With respect to documents received from Providence St. Jude Medical Center relating to Plaintiff’s cancer treatment from the year 2017 through the present, the Court continues the hearing on this issue to September 19, 2022 at 1:45 p.m. and orders the parties to meet and confer about the possible dismissal of Plaintiff’s claim for failure to engage in the interactive process regarding Plaintiff’s cancer treatment.

 

(September 1, 2022 Minute Order). Plaintiff filed a request for dismissal with prejudice as to these Defendants with respect to her claim for failure to engage in the interactive process regarding Plaintiff’s cancer treatment. (September 13, 2022 Request for Dismissal as to Second Cause of Action.)

 

            Accordingly, with respect to respect to documents received from Providence St.
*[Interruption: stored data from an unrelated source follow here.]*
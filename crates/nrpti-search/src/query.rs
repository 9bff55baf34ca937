//! # Search Query
//!
//! Bundles keywords, record types, project restriction and pagination into
//! the filter document handed to the external query layer. Nothing here
//! executes a query.

use serde_json::{json, Map, Value};

use nrpti_core::{FlavourKind, RecordType};

use crate::error::SearchError;
use crate::filter::ProjectFilter;

pub const DEFAULT_PAGE_SIZE: u32 = 25;
pub const MAX_PAGE_SIZE: u32 = 1000;
pub const DEFAULT_SORT: &str = "-dateIssued";

/// One search request against master or flavour documents.
#[derive(Debug, Clone, PartialEq, Eq)]
pub struct SearchQuery {
    pub keywords: Option<String>,
    pub record_types: Vec<RecordType>,
    /// Search a site's flavour documents instead of masters.
    pub flavour: Option<FlavourKind>,
    pub projects: ProjectFilter,
    pub page_num: u32,
    pub page_size: u32,
    /// Field name, prefixed with `-` for descending order.
    pub sort_by: String,
}

impl Default for SearchQuery {
    fn default() -> Self {
        Self {
            keywords: None,
            record_types: Vec::new(),
            flavour: None,
            projects: ProjectFilter::none(),
            page_num: 0,
            page_size: DEFAULT_PAGE_SIZE,
            sort_by: DEFAULT_SORT.to_string(),
        }
    }
}

impl SearchQuery {
    pub fn new() -> Self {
        Self::default()
    }

    pub fn with_keywords(mut self, keywords: impl Into<String>) -> Self {
        let keywords = keywords.into();
        self.keywords = (!keywords.trim().is_empty()).then(|| keywords.trim().to_string());
        self
    }

    pub fn with_record_types(mut self, types: impl IntoIterator<Item = RecordType>) -> Self {
        self.record_types = types.into_iter().collect();
        self
    }

    /// Parse a comma-separated record type parameter such as
    /// `"Order,Inspection"`. Empty items are skipped; duplicates keep their
    /// first position.
    pub fn parse_record_types(raw: &str) -> Result<Vec<RecordType>, SearchError> {
        let mut types = Vec::new();
        for item in raw.split(',').map(str::trim).filter(|s| !s.is_empty()) {
            let rt: RecordType = item.parse()?;
            if !types.contains(&rt) {
                types.push(rt);
            }
        }
        Ok(types)
    }

    pub fn with_flavour(mut self, flavour: FlavourKind) -> Self {
        self.flavour = Some(flavour);
        self
    }

    pub fn with_projects(mut self, projects: ProjectFilter) -> Self {
        self.projects = projects;
        self
    }

    pub fn with_page(mut self, page_num: u32, page_size: u32) -> Self {
        self.page_num = page_num;
        self.page_size = page_size;
        self
    }

    pub fn with_sort(mut self, sort_by: impl Into<String>) -> Self {
        self.sort_by = sort_by.into();
        self
    }

    /// Schema names the query is restricted to. Record types the selected
    /// flavour does not support are dropped. A flavour with no record types
    /// covers every record type published to that site.
    pub fn schema_names(&self) -> Vec<String> {
        let record_types: &[RecordType] = match self.flavour {
            Some(_) if self.record_types.is_empty() => RecordType::all(),
            _ => &self.record_types,
        };
        record_types
            .iter()
            .filter_map(|rt| match self.flavour {
                None => Some(rt.as_str().to_string()),
                Some(f) if rt.supports(f) => Some(f.schema_name(*rt)),
                Some(_) => None,
            })
            .collect()
    }

    fn validate(&self) -> Result<(), SearchError> {
        if self.page_size == 0 || self.page_size > MAX_PAGE_SIZE {
            return Err(SearchError::InvalidPageSize {
                size: self.page_size,
                max: MAX_PAGE_SIZE,
            });
        }
        let field = self.sort_by.strip_prefix(['-', '+']).unwrap_or(&self.sort_by);
        let valid = !field.is_empty()
            && field
                .chars()
                .all(|c| c.is_ascii_alphanumeric() || c == '_' || c == '.');
        if !valid {
            return Err(SearchError::InvalidSort(self.sort_by.clone()));
        }
        Ok(())
    }

    /// The filter document for the query layer.
    ///
    /// ```json
    /// {
    ///   "filter": { "$and": [ { "_schemaName": { "$in": [...] } }, { "$or": [...] } ] },
    ///   "keywords": "spill",
    ///   "pageNum": 0, "pageSize": 25, "sortBy": "-dateIssued"
    /// }
    /// ```
    ///
    /// `filter` is `{}` when nothing restricts the search.
    pub fn to_document(&self) -> Result<Value, SearchError> {
        self.validate()?;

        let mut clauses = Vec::new();
        let flavour_scoped = self.flavour.is_some();
        if !self.record_types.is_empty() || flavour_scoped {
            clauses.push(json!({ "_schemaName": { "$in": self.schema_names() } }));
        }
        if let Some(clause) = self.projects.to_clause() {
            clauses.push(clause);
        }

        let filter = match clauses.len() {
            0 => Value::Object(Map::new()),
            1 => clauses.remove(0),
            _ => json!({ "$and": clauses }),
        };

        let mut doc = Map::new();
        doc.insert("filter".to_string(), filter);
        if let Some(keywords) = &self.keywords {
            doc.insert("keywords".to_string(), json!(keywords));
        }
        doc.insert("pageNum".to_string(), json!(self.page_num));
        doc.insert("pageSize".to_string(), json!(self.page_size));
        doc.insert("sortBy".to_string(), json!(self.sort_by));
        Ok(Value::Object(doc))
    }
}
Jude Medical Center relating to Plaintiff’s cancer treatment from the year 2017 through the present, Plaintiff’s Motion to Quash or Modify the Subpoena is DENIED AS MOOT.

 

//

 

CONCLUSION:

 

            Accordingly, Plaintiff’s Motion to Compel Further Response to Request for Inspection is GRANTED. Defendant is to produce his cellphone or a complete digital image of his cell phone for inspection within 10 days of the date of this order.

 

            ArcherHall shall produce the complete image of any secured data to Defendant and his counsel for review. Defendant and his counsel shall complete review of this material within 60 days of receipt of the image and designate any material to be withheld. Any information so designated shall be accompanied by a description of that information sufficiently detailed to permit Plaintiff to identify what it is, and shall state the reason for withholding. All material not withheld shall be produced to Plaintiff on or before the last day of the review period.

 

            Plaintiff is to bear all costs associated with the inspection of Defendant’s phone.

 

            Plaintiff’s Request for Sanctions is DENIED.

 

            With respect to respect to documents received from Providence St. Jude Medical Center relating to Plaintiff’s cancer treatment from the year 2017 through the present, Plaintiff’s Motion to Quash or Modify the Subpoena is DENIED AS MOOT

 

            Moving Party to give notice.

 

IT IS SO ORDERED.

 

Dated: September 20, 2022                            ___________________________________

                                                                                    Theresa M. Traber

                                                                                    Judge of the Superior Court

 


            Any party may submit on the tentative ruling by contacting the courtroom via email at Smcdept47@lacourt.org by no later than 4:00 p.m. the day before the hearing. All interested parties must be copied on the email. It should be noted that if you submit on a tentative ruling the court will still conduct a hearing if any party appears. By submitting on the tentative you have, in essence, waived your right to be present at the hearing, and you should be aware that the court may not adopt the tentative, and may issue an order which modifies the tentative ruling in whole or in part.